Stored items
use thiserror::Error;

#[derive(Debug, Error)]
/// Reasons a pin check can fail. Messages never carry digest values or pins.
pub enum PinError {
    #[error("trust evaluation failed: {0}")]
    TrustEvaluationFailed(String),
    #[error("public key extraction failed: {0}")]
    KeyExtractionFailed(String),
    #[error("unsupported public key: {0}")]
    UnsupportedKey(String),
    #[error("no certificate in the chain matches a configured pin")]
    NoPinMatch,
    #[error("pin set is empty")]
    EmptyPinSet,
    #[error("invalid pin: {0}")]
    InvalidPin(String),
    #[error("decode error: {0}")]
    Decode(String),
    #[error("internal: {0}")]
    Internal(String),
}

impl PinError {
    /// Errors confined to a single certificate; the chain scan moves on past them.
    pub fn is_per_certificate(&self) -> bool {
        matches!(
            self,
            PinError::KeyExtractionFailed(_) | PinError::UnsupportedKey(_)
        )
    }
}
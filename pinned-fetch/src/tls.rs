use anyhow::{Context, Result};
use rustls::ClientConfig;
use spki_pinner::pinning::{PinValidator, PinnerConfig, PinningCertVerifier, RootStoreEvaluator};
use std::sync::Arc;
use tracing::info;

/// Client TLS config that aborts every handshake the pin validator rejects.
pub fn pinned_client_config(cfg: &PinnerConfig) -> Result<ClientConfig> {
    let pins = cfg.pin_set().context("load pins")?;
    info!(pins = pins.len(), "Configuring pinned TLS client");

    let evaluator = RootStoreEvaluator::from_config(cfg).context("load trust anchors")?;
    let validator = Arc::new(PinValidator::new(pins, evaluator));

    let mut tls = PinningCertVerifier::new(validator, cfg.expected_domain.clone())
        .into_client_config()
        .context("failed to configure rustls client")?;
    tls.alpn_protocols = vec![b"http/1.1".to_vec()];
    Ok(tls)
}
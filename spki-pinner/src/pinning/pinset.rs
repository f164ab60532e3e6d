use crate::pinning::digest::SpkiDigest;
use crate::pinning::errors::PinError;
use std::collections::HashSet;

/// Immutable allow-list of SPKI digests.
///
/// `PinSet::default()` is empty. A validator holding an empty set rejects every
/// chain; it never treats "no pins" as "pinning disabled".
#[derive(Debug, Clone, Default, PartialEq, Eq)]
pub struct PinSet {
    digests: HashSet<SpkiDigest>,
}

impl PinSet {
    /// Builds a pin set from base64 pins. Fails on an empty list or on any
    /// entry that is not a 32-byte SHA-256 digest.
    pub fn new<I, S>(pins: I) -> Result<Self, PinError>
    where
        I: IntoIterator<Item = S>,
        S: AsRef<str>,
    {
        let digests = pins
            .into_iter()
            .map(|pin| SpkiDigest::from_base64(pin.as_ref()))
            .collect::<Result<HashSet<_>, _>>()?;
        if digests.is_empty() {
            return Err(PinError::EmptyPinSet);
        }
        Ok(Self { digests })
    }

    pub fn from_digests<I: IntoIterator<Item = SpkiDigest>>(digests: I) -> Self {
        Self {
            digests: digests.into_iter().collect(),
        }
    }

    pub fn contains(&self, digest: &SpkiDigest) -> bool {
        self.digests.contains(digest)
    }

    pub fn len(&self) -> usize {
        self.digests.len()
    }

    pub fn is_empty(&self) -> bool {
        self.digests.is_empty()
    }

    pub fn iter(&self) -> impl Iterator<Item = &SpkiDigest> {
        self.digests.iter()
    }
}

#[cfg(test)]
mod tests {
    use super::*;

    const PIN_A: &str = "TsshcWS7+i8HqvxNXGlWB7MciqndwD5+pLaEf3v1c7o=";
    const PIN_B: &str = "klO23nT2ehFDXCfx3eHTDRESMz3asj1muO+4aIdjiuY=";

    #[test]
    fn empty_list_is_a_configuration_error() {
        let err = PinSet::new(Vec::<String>::new()).unwrap_err();
        assert!(matches!(err, PinError::EmptyPinSet));
    }

    #[test]
    fn one_bad_entry_fails_the_whole_set() {
        let err = PinSet::new([PIN_A, "definitely-not-a-pin"]).unwrap_err();
        assert!(matches!(err, PinError::InvalidPin(_)));
    }

    #[test]
    fn order_and_duplicates_do_not_matter() {
        let forward = PinSet::new([PIN_A, PIN_B]).unwrap();
        let reversed = PinSet::new([PIN_B, PIN_A, PIN_B]).unwrap();
        assert_eq!(forward, reversed);
        assert_eq!(reversed.len(), 2);
        assert!(reversed.contains(&SpkiDigest::from_base64(PIN_A).unwrap()));
    }

    #[test]
    fn error_messages_do_not_echo_pins() {
        let err = PinSet::new([PIN_A, "AAAA"]).unwrap_err();
        assert!(!err.to_string().contains(PIN_A));
    }
}
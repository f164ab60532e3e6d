use crate::config::Config;
use anyhow::{anyhow, Result};
use tracing::debug;
use tracing_subscriber::EnvFilter;

/// Installs the global `tracing` subscriber.
///
/// Filter precedence: `RUST_LOG` if set and valid, then `FETCH_LOG_LEVEL`,
/// then `info`. Fails if a subscriber is already installed.
pub fn setup_logging(cfg: &Config) -> Result<()> {
    let filter = EnvFilter::try_from_default_env()
        .unwrap_or_else(|_| EnvFilter::new(fallback_directive(cfg)));
    tracing_subscriber::fmt()
        .with_env_filter(filter)
        .with_target(false)
        .compact()
        .try_init()
        .map_err(|e| anyhow!("install tracing subscriber: {e}"))?;

    debug!(fallback = fallback_directive(cfg), "logging initialized");
    Ok(())
}

fn fallback_directive(cfg: &Config) -> &str {
    cfg.log_level
        .as_deref()
        .map(str::trim)
        .filter(|level| !level.is_empty())
        .unwrap_or("info")
}
use anyhow::{anyhow, Context};
use env_logger::Env;
use rustls::pki_types::CertificateDer;
use spki_pinner::pinning::certs::public_key_of;
use spki_pinner::pinning::{digest_spki_der, spki_digest};
use std::io::Cursor;
use std::{env, fs, path::PathBuf};
use x509_parser::prelude::*;

type CliResult<T> = Result<T, anyhow::Error>;

/// CLI entrypoint: prints the pin of every certificate in the given PEM files.
fn main() -> CliResult<()> {
    env_logger::Builder::from_env(Env::default().default_filter_or("info"))
        .format_timestamp_secs()
        .try_init()
        .ok();

    let paths = resolve_cert_paths()?;
    for path in paths {
        for cert in read_certs(&path)? {
            println!("{}", describe(&cert)?);
        }
    }
    Ok(())
}

/// Certificate files come from the command line, or `SPKI_PIN_CERT_PATH`.
fn resolve_cert_paths() -> CliResult<Vec<PathBuf>> {
    let args: Vec<PathBuf> = env::args().skip(1).map(PathBuf::from).collect();
    if !args.is_empty() {
        return Ok(args);
    }
    if let Ok(path) = env::var("SPKI_PIN_CERT_PATH") {
        return Ok(vec![PathBuf::from(path)]);
    }
    Err(anyhow!(
        "provide PEM certificate paths as arguments or set SPKI_PIN_CERT_PATH"
    ))
}

fn read_certs(path: &PathBuf) -> CliResult<Vec<CertificateDer<'static>>> {
    let bytes = fs::read(path).with_context(|| format!("read {:?}", path))?;
    let certs = rustls_pemfile::certs(&mut Cursor::new(&bytes))
        .collect::<Result<Vec<_>, _>>()
        .with_context(|| format!("parse PEM in {:?}", path))?;
    anyhow::ensure!(!certs.is_empty(), "no certificates in {:?}", path);
    Ok(certs)
}

/// `<pin>  <subject>`, flagging keys the validator cannot match.
fn describe(cert: &CertificateDer<'_>) -> CliResult<String> {
    let (_, parsed) =
        parse_x509_certificate(cert.as_ref()).map_err(|e| anyhow!("parse certificate: {e}"))?;
    let subject = parsed.subject().to_string();
    let full_spki_pin = digest_spki_der(parsed.public_key().raw);

    let line = match public_key_of(cert.as_ref()).and_then(|k| spki_digest(k.spec, &k.raw_key)) {
        Ok(pin) => {
            if pin != full_spki_pin {
                tracing::warn!("{subject}: reconstructed SPKI differs from the certificate's own");
            }
            format!("{pin}  {subject}")
        }
        Err(err) => format!("{full_spki_pin}  {subject}  (not matchable: {err})"),
    };
    Ok(line)
}
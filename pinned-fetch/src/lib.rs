//! Pinned HTTPS fetching on top of `spki-pinner`.

pub mod client;
pub mod config;
pub mod logging;
pub mod result;
pub mod tls;

pub use client::PinnedClient;
pub use config::Config;
pub use result::{FetchError, FetchResult};
use reqwest::StatusCode;
use thiserror::Error;

#[derive(Debug, Error)]
/// Transport-level failures, phrased for end users.
pub enum FetchError {
    #[error("request timed out")]
    Timeout,
    /// Covers pin mismatches and failed trust evaluation alike.
    #[error("server authentication failed")]
    ServerAuthentication,
    #[error("transport error: {0}")]
    Transport(String),
}

impl FetchError {
    pub fn classify(err: &reqwest::Error) -> Self {
        if err.is_timeout() {
            return FetchError::Timeout;
        }
        if caused_by_tls(err) {
            return FetchError::ServerAuthentication;
        }
        FetchError::Transport(err.to_string())
    }
}

/// Walks the source chain looking for a rustls error, including ones wrapped in `io::Error`.
fn caused_by_tls(err: &reqwest::Error) -> bool {
    let mut source = std::error::Error::source(err);
    while let Some(e) = source {
        if e.downcast_ref::<rustls::Error>().is_some() {
            return true;
        }
        if let Some(io) = e.downcast_ref::<std::io::Error>() {
            if io
                .get_ref()
                .is_some_and(|inner| inner.downcast_ref::<rustls::Error>().is_some())
            {
                return true;
            }
        }
        source = e.source();
    }
    false
}

#[derive(Debug, Clone, Default, PartialEq, Eq)]
/// Outcome of one fetch. `status_code` is 0 whenever the fetch is not a success
/// but the server reported 2xx, or no response arrived at all.
pub struct FetchResult {
    pub status_code: u16,
    pub body: Vec<u8>,
    pub message: String,
    pub timed_out: bool,
}

impl FetchResult {
    /// Builds the result for a received response. A `Content-Length` that
    /// disagrees with the body turns a 2xx into a failure.
    pub fn from_response(status: StatusCode, content_length: Option<u64>, body: Vec<u8>) -> Self {
        let mut result = FetchResult {
            status_code: status.as_u16(),
            body,
            ..Default::default()
        };

        let length_ok = content_length.map_or(true, |expected| expected == result.body.len() as u64);
        if result.success() && length_ok {
            return result;
        }

        if result.success() {
            result.status_code = 0;
            result.message = format!(
                "received {} bytes, expected {}",
                result.body.len(),
                content_length.unwrap_or_default()
            );
        } else {
            result.message = status
                .canonical_reason()
                .unwrap_or("unknown status")
                .to_string();
        }
        result
    }

    pub fn from_error(err: FetchError) -> Self {
        FetchResult {
            timed_out: matches!(err, FetchError::Timeout),
            message: err.to_string(),
            ..Default::default()
        }
    }

    pub fn success(&self) -> bool {
        (200..300).contains(&self.status_code)
    }

    pub fn is_client_error(&self) -> bool {
        (400..500).contains(&self.status_code)
    }

    pub fn body_utf8(&self) -> Option<&str> {
        std::str::from_utf8(&self.body).ok()
    }
}

#[cfg(test)]
mod tests {
    use super::*;

    #[test]
    fn ok_response_without_length_header() {
        let result = FetchResult::from_response(StatusCode::OK, None, b"hello".to_vec());
        assert!(result.success());
        assert_eq!(result.body_utf8(), Some("hello"));
        assert!(result.message.is_empty());
    }

    #[test]
    fn ok_response_with_matching_length() {
        let result = FetchResult::from_response(StatusCode::CREATED, Some(5), b"hello".to_vec());
        assert!(result.success());
        assert_eq!(result.status_code, 201);
    }

    #[test]
    fn short_body_fails_a_2xx() {
        let result = FetchResult::from_response(StatusCode::OK, Some(10), b"hello".to_vec());
        assert!(!result.success());
        assert_eq!(result.status_code, 0);
        assert_eq!(result.message, "received 5 bytes, expected 10");
        assert!(!result.timed_out);
    }

    #[test]
    fn client_error_keeps_status_and_reason() {
        let result = FetchResult::from_response(StatusCode::NOT_FOUND, Some(0), Vec::new());
        assert!(result.is_client_error());
        assert_eq!(result.status_code, 404);
        assert_eq!(result.message, "Not Found");
    }

    #[test]
    fn server_error_is_not_client_error() {
        let result = FetchResult::from_response(StatusCode::BAD_GATEWAY, None, Vec::new());
        assert!(!result.success());
        assert!(!result.is_client_error());
        assert_eq!(result.message, "Bad Gateway");
    }

    #[test]
    fn timeout_sets_flag() {
        let result = FetchResult::from_error(FetchError::Timeout);
        assert!(result.timed_out);
        assert_eq!(result.status_code, 0);
        assert_eq!(result.message, "request timed out");
    }

    #[test]
    fn authentication_failure_is_generic() {
        let result = FetchResult::from_error(FetchError::ServerAuthentication);
        assert!(!result.timed_out);
        assert_eq!(result.message, "server authentication failed");
    }

    #[test]
    fn binary_body_has_no_utf8_view() {
        let result = FetchResult::from_response(StatusCode::OK, None, vec![0xff, 0xfe]);
        assert_eq!(result.body_utf8(), None);
    }
}
use crate::pinning::errors::PinError;
use base64::engine::general_purpose::STANDARD as b64;
use base64::Engine;
use ring::digest::{digest, SHA256, SHA256_OUTPUT_LEN};
use std::time::{SystemTime, UNIX_EPOCH};

/// Raw SHA-256 over `data`.
pub fn sha256(data: &[u8]) -> [u8; SHA256_OUTPUT_LEN] {
    let d = digest(&SHA256, data);
    let mut out = [0u8; SHA256_OUTPUT_LEN];
    out.copy_from_slice(d.as_ref());
    out
}

/// Formats a SHA-256 digest as uppercase colon-separated hex.
pub fn sha256_fingerprint(data: &[u8]) -> String {
    let d = sha256(data);
    let mut out = String::with_capacity(d.len() * 3);
    for (idx, byte) in d.iter().enumerate() {
        if idx > 0 {
            out.push(':');
        }
        out.push_str(&format!("{:02X}", byte));
    }
    out
}

/// Returns the current Unix timestamp in seconds.
pub fn now_secs() -> i64 {
    SystemTime::now()
        .duration_since(UNIX_EPOCH)
        .unwrap_or_default()
        .as_secs() as i64
}

pub fn encode_b64(bytes: &[u8]) -> String {
    b64.encode(bytes)
}

/// Base64-decodes `value`, tagging errors with the provided label.
pub fn decode_b64(label: &str, value: &str) -> Result<Vec<u8>, PinError> {
    b64.decode(value.trim().as_bytes())
        .map_err(|e| PinError::Decode(format!("{label}: {e}")))
}
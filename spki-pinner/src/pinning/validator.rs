use crate::pinning::digest::spki_digest;
use crate::pinning::errors::PinError;
use crate::pinning::pinset::PinSet;
use crate::pinning::trust::TrustEvaluator;
use crate::pinning::types::{CertificateChain, PinMatch, ValidationOutcome};
use tracing::{debug, warn};

/// Pin validator with injected pins and trust evaluation.
///
/// Holds no mutable state; share it behind an `Arc` across handshakes.
pub struct PinValidator<E> {
    pins: PinSet,
    evaluator: E,
}

impl<E: TrustEvaluator> PinValidator<E> {
    pub fn new(pins: PinSet, evaluator: E) -> Self {
        Self { pins, evaluator }
    }

    pub fn pins(&self) -> &PinSet {
        &self.pins
    }

    pub fn evaluator(&self) -> &E {
        &self.evaluator
    }

    /// Accept/reject decision for one presented chain.
    pub fn validate(
        &self,
        chain: &CertificateChain<'_>,
        expected_domain: Option<&str>,
    ) -> ValidationOutcome {
        match self.check(chain, expected_domain) {
            Ok(found) => {
                debug!(chain_index = found.chain_index, "pin matched");
                ValidationOutcome::Accept
            }
            Err(err) => {
                warn!(reason = %err, "rejecting certificate chain");
                ValidationOutcome::Reject
            }
        }
    }

    /// Like [`validate`](Self::validate) but reports where the pin matched, or why nothing did.
    ///
    /// Standard trust evaluation runs first and a failure there is final.
    /// Certificates whose key cannot be extracted or digested are skipped.
    pub fn check(
        &self,
        chain: &CertificateChain<'_>,
        expected_domain: Option<&str>,
    ) -> Result<PinMatch, PinError> {
        if self.pins.is_empty() {
            return Err(PinError::EmptyPinSet);
        }

        let trusted = self.evaluator.evaluate(chain, expected_domain)?;

        for index in 0..trusted.len() {
            let digest = match trusted
                .public_key(index)
                .and_then(|key| spki_digest(key.spec, &key.raw_key))
            {
                Ok(digest) => digest,
                Err(err) => {
                    debug!(index, error = %err, "skipping certificate");
                    continue;
                }
            };
            debug!(index, %digest, "computed SPKI digest");
            if self.pins.contains(&digest) {
                return Ok(PinMatch {
                    chain_index: index,
                    digest,
                });
            }
        }

        Err(PinError::NoPinMatch)
    }
}
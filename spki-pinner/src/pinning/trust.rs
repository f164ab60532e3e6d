use crate::pinning::certs::{verify_chain, RootStore};
use crate::pinning::config::PinnerConfig;
use crate::pinning::errors::PinError;
use crate::pinning::types::{CertificateChain, TrustedChain};
use crate::pinning::util::now_secs;
use std::sync::Arc;

/// Standard chain-of-trust evaluation, independent of pinning.
///
/// Implementations check signatures, validity periods and, when `domain` is
/// given, that the leaf is valid for it. With `domain == None` hostname
/// checking is skipped entirely.
pub trait TrustEvaluator: Send + Sync {
    fn evaluate(
        &self,
        chain: &CertificateChain<'_>,
        domain: Option<&str>,
    ) -> Result<TrustedChain, PinError>;
}

impl<T: TrustEvaluator + ?Sized> TrustEvaluator for Arc<T> {
    fn evaluate(
        &self,
        chain: &CertificateChain<'_>,
        domain: Option<&str>,
    ) -> Result<TrustedChain, PinError> {
        (**self).evaluate(chain, domain)
    }
}

/// Evaluates chains with webpki against a fixed set of PEM/DER trust anchors.
pub struct RootStoreEvaluator {
    roots: RootStore,
}

impl RootStoreEvaluator {
    pub fn new(roots: RootStore) -> Self {
        Self { roots }
    }

    /// Loads the anchors named by `cfg.root_pem_paths`, filtered by
    /// `cfg.allowed_root_fingerprints`.
    pub fn from_config(cfg: &PinnerConfig) -> anyhow::Result<Self> {
        let roots = RootStore::from_pem_files(&cfg.root_pem_paths, &cfg.allowed_root_fingerprints)?;
        tracing::info!(roots = roots.len(), "trust anchors loaded");
        Ok(Self::new(roots))
    }

    pub fn roots(&self) -> &RootStore {
        &self.roots
    }
}

impl TrustEvaluator for RootStoreEvaluator {
    fn evaluate(
        &self,
        chain: &CertificateChain<'_>,
        domain: Option<&str>,
    ) -> Result<TrustedChain, PinError> {
        let leaf = chain
            .leaf()
            .ok_or_else(|| PinError::TrustEvaluationFailed("empty certificate chain".into()))?;
        let path = verify_chain(leaf, chain.intermediates(), &self.roots, now_secs(), domain)?;
        Ok(TrustedChain::new(path))
    }
}
use anyhow::{anyhow, Context, Result};
use reqwest::header::CONTENT_LENGTH;
use reqwest::Url;
use spki_pinner::pinning::PinnerConfig;
use std::time::Duration;
use tracing::{debug, info, warn};

use crate::config::Config;
use crate::result::{FetchError, FetchResult};

/// HTTPS client whose every connection goes through the SPKI pin validator.
pub struct PinnedClient {
    http: reqwest::Client,
}

impl PinnedClient {
    pub fn builder(cfg: Config) -> PinnedClientBuilder {
        PinnedClientBuilder::from(cfg)
    }

    /// Performs one GET. Failures come back inside the result rather than as `Err`.
    pub async fn fetch(&self, url: &str) -> FetchResult {
        debug!(%url, "fetching");
        let response = match self.http.get(url).send().await {
            Ok(response) => response,
            Err(e) => return failed(&e),
        };

        let status = response.status();
        let content_length = response
            .headers()
            .get(CONTENT_LENGTH)
            .and_then(|v| v.to_str().ok())
            .and_then(|v| v.trim().parse::<u64>().ok());
        let body = match response.bytes().await {
            Ok(body) => body.to_vec(),
            Err(e) => return failed(&e),
        };

        let result = FetchResult::from_response(status, content_length, body);
        info!(
            status = result.status_code,
            bytes = result.body.len(),
            "fetch finished"
        );
        result
    }
}

fn failed(err: &reqwest::Error) -> FetchResult {
    let classified = FetchError::classify(err);
    // Full detail stays in the debug log; the result message is generic.
    debug!(error = ?err, "request failed");
    warn!(error = %classified, "fetch failed");
    FetchResult::from_error(classified)
}

pub struct PinnedClientBuilder {
    cfg: Config,
    pinner: Option<PinnerConfig>,
}

impl PinnedClientBuilder {
    pub fn from(cfg: Config) -> Self {
        Self { cfg, pinner: None }
    }

    /// Resolves the pin configuration from inline pins and the optional pin file.
    pub fn load_pins(mut self) -> Result<Self> {
        let pinner = self.cfg.pinner_config().context("load pin configuration")?;
        if pinner.pins.is_empty() {
            return Err(anyhow!("no pins configured; set FETCH_PINS or FETCH_PINS_PATH"));
        }
        self.pinner = Some(pinner);
        Ok(self)
    }

    pub fn build(self) -> Result<PinnedClient> {
        let pinner = self
            .pinner
            .ok_or_else(|| anyhow!("pin configuration not loaded"))?;
        let tls = crate::tls::pinned_client_config(&pinner)?;

        let mut builder = reqwest::Client::builder()
            .use_preconfigured_tls(tls)
            .timeout(Duration::from_secs(self.cfg.timeout_secs))
            .https_only(true);

        if let Some(addr) = self.cfg.connect_addr {
            let url = Url::parse(&self.cfg.url).context("parse FETCH_URL")?;
            let host = url
                .host_str()
                .ok_or_else(|| anyhow!("FETCH_URL has no host"))?;
            info!(%host, %addr, "pinning DNS resolution");
            builder = builder.resolve(host, addr);
        }

        let http = builder.build().context("build HTTP client")?;
        Ok(PinnedClient { http })
    }
}
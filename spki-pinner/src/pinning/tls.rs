use crate::pinning::trust::TrustEvaluator;
use crate::pinning::types::CertificateChain;
use crate::pinning::validator::PinValidator;
use rustls::client::danger::{HandshakeSignatureValid, ServerCertVerified, ServerCertVerifier};
use rustls::crypto::{self, verify_tls12_signature, verify_tls13_signature, CryptoProvider};
use rustls::pki_types::{CertificateDer, ServerName, UnixTime};
use rustls::{CertificateError, ClientConfig, DigitallySignedStruct, Error as TlsError, SignatureScheme};
use std::fmt;
use std::sync::Arc;
use tracing::{debug, warn};

/// rustls hook that runs the pin validator on every server handshake.
///
/// A reject aborts the handshake with a generic certificate error; the reason
/// is only logged.
pub struct PinningCertVerifier<E> {
    validator: Arc<PinValidator<E>>,
    expected_domain: Option<String>,
    provider: Arc<CryptoProvider>,
}

impl<E> fmt::Debug for PinningCertVerifier<E> {
    fn fmt(&self, f: &mut fmt::Formatter<'_>) -> fmt::Result {
        f.debug_struct("PinningCertVerifier")
            .field("expected_domain", &self.expected_domain)
            .finish_non_exhaustive()
    }
}

impl<E: TrustEvaluator> PinningCertVerifier<E> {
    /// `expected_domain` is handed to trust evaluation as is; `None` disables
    /// hostname checking regardless of the SNI name rustls connects with.
    pub fn new(validator: Arc<PinValidator<E>>, expected_domain: Option<String>) -> Self {
        Self {
            validator,
            expected_domain,
            provider: Arc::new(crypto::ring::default_provider()),
        }
    }
}

impl<E: TrustEvaluator + 'static> PinningCertVerifier<E> {
    /// TLS client config that only completes handshakes this verifier accepts.
    pub fn into_client_config(self) -> Result<ClientConfig, TlsError> {
        let provider = self.provider.clone();
        let config = ClientConfig::builder_with_provider(provider)
            .with_safe_default_protocol_versions()?
            .dangerous()
            .with_custom_certificate_verifier(Arc::new(self))
            .with_no_client_auth();
        Ok(config)
    }
}

impl<E: TrustEvaluator + 'static> ServerCertVerifier for PinningCertVerifier<E> {
    fn verify_server_cert(
        &self,
        end_entity: &CertificateDer<'_>,
        intermediates: &[CertificateDer<'_>],
        server_name: &ServerName<'_>,
        _ocsp_response: &[u8],
        _now: UnixTime,
    ) -> Result<ServerCertVerified, TlsError> {
        let mut presented = Vec::with_capacity(1 + intermediates.len());
        presented.push(end_entity.clone());
        presented.extend(intermediates.iter().cloned());
        let chain = CertificateChain::new(&presented);

        match self.validator.check(&chain, self.expected_domain.as_deref()) {
            Ok(found) => {
                debug!(server = ?server_name, chain_index = found.chain_index, "pinned key presented");
                Ok(ServerCertVerified::assertion())
            }
            Err(err) => {
                warn!(server = ?server_name, reason = %err, "certificate pin validation failed");
                Err(TlsError::InvalidCertificate(
                    CertificateError::ApplicationVerificationFailure,
                ))
            }
        }
    }

    fn verify_tls12_signature(
        &self,
        message: &[u8],
        cert: &CertificateDer<'_>,
        dss: &DigitallySignedStruct,
    ) -> Result<HandshakeSignatureValid, TlsError> {
        verify_tls12_signature(
            message,
            cert,
            dss,
            &self.provider.signature_verification_algorithms,
        )
    }

    fn verify_tls13_signature(
        &self,
        message: &[u8],
        cert: &CertificateDer<'_>,
        dss: &DigitallySignedStruct,
    ) -> Result<HandshakeSignatureValid, TlsError> {
        verify_tls13_signature(
            message,
            cert,
            dss,
            &self.provider.signature_verification_algorithms,
        )
    }

    fn supported_verify_schemes(&self) -> Vec<SignatureScheme> {
        self.provider
            .signature_verification_algorithms
            .supported_schemes()
    }
}

#[cfg(test)]
mod tests {
    use super::*;
    use crate::pinning::certs::RootStore;
    use crate::pinning::pinset::PinSet;
    use crate::pinning::trust::RootStoreEvaluator;
    use std::collections::HashSet;

    const ROOT: &[u8] = include_bytes!("../../tests/fixtures/root_ca.der");
    const INTERMEDIATE: &[u8] = include_bytes!("../../tests/fixtures/intermediate_ca.der");
    const LEAF: &[u8] = include_bytes!("../../tests/fixtures/leaf.der");

    fn verifier(pin: &str, domain: Option<&str>) -> PinningCertVerifier<RootStoreEvaluator> {
        let roots = RootStore::from_ders(vec![ROOT.to_vec()], &HashSet::new()).unwrap();
        let validator = PinValidator::new(
            PinSet::new([pin]).unwrap(),
            RootStoreEvaluator::new(roots),
        );
        PinningCertVerifier::new(Arc::new(validator), domain.map(str::to_owned))
    }

    fn verify(v: &PinningCertVerifier<RootStoreEvaluator>) -> Result<ServerCertVerified, TlsError> {
        let server_name = ServerName::try_from("pinned.example.test").unwrap();
        v.verify_server_cert(
            &CertificateDer::from(LEAF),
            &[CertificateDer::from(INTERMEDIATE)],
            &server_name,
            &[],
            UnixTime::now(),
        )
    }

    #[test]
    fn pinned_intermediate_passes_handshake_check() {
        let v = verifier(
            "NMRzYosDaK7MwDsC3WV3DzLRrdffEBoPSFU2jR9dKVI=",
            Some("pinned.example.test"),
        );
        assert!(verify(&v).is_ok());
    }

    #[test]
    fn pin_mismatch_maps_to_generic_certificate_error() {
        let v = verifier("TsshcWS7+i8HqvxNXGlWB7MciqndwD5+pLaEf3v1c7o=", None);
        let err = verify(&v).unwrap_err();
        assert_eq!(
            err,
            TlsError::InvalidCertificate(CertificateError::ApplicationVerificationFailure)
        );
    }

    #[test]
    fn wrong_expected_domain_fails() {
        let v = verifier(
            "dJEieebcjGNh+hM+m8M3AZA3lTMalHcQJXj+JA4oC0Q=",
            Some("other.example.test"),
        );
        assert!(verify(&v).is_err());
    }

    #[test]
    fn builds_client_config() {
        let v = verifier("dJEieebcjGNh+hM+m8M3AZA3lTMalHcQJXj+JA4oC0Q=", None);
        let config = v.into_client_config().unwrap();
        assert!(config.alpn_protocols.is_empty());
    }
}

*Exercise requirements*: In the records above, find each line holding "PinningCertVerifier" and copy it.

*Response below*:
use spki_pinner::pinning::{PinValidator, PinnerConfig, PinningCertVerifier, RootStoreEvaluator};
    let mut tls = PinningCertVerifier::new(validator, cfg.expected_domain.clone())
pub struct PinningCertVerifier<E> {
impl<E> fmt::Debug for PinningCertVerifier<E> {
        f.debug_struct("PinningCertVerifier")
impl<E: TrustEvaluator> PinningCertVerifier<E> {
impl<E: TrustEvaluator + 'static> PinningCertVerifier<E> {
impl<E: TrustEvaluator + 'static> ServerCertVerifier for PinningCertVerifier<E> {
    fn verifier(pin: &str, domain: Option<&str>) -> PinningCertVerifier<RootStoreEvaluator> {
        PinningCertVerifier::new(Arc::new(validator), domain.map(str::to_owned))
    fn verify(v: &PinningCertVerifier<RootStoreEvaluator>) -> Result<ServerCertVerified, TlsError> {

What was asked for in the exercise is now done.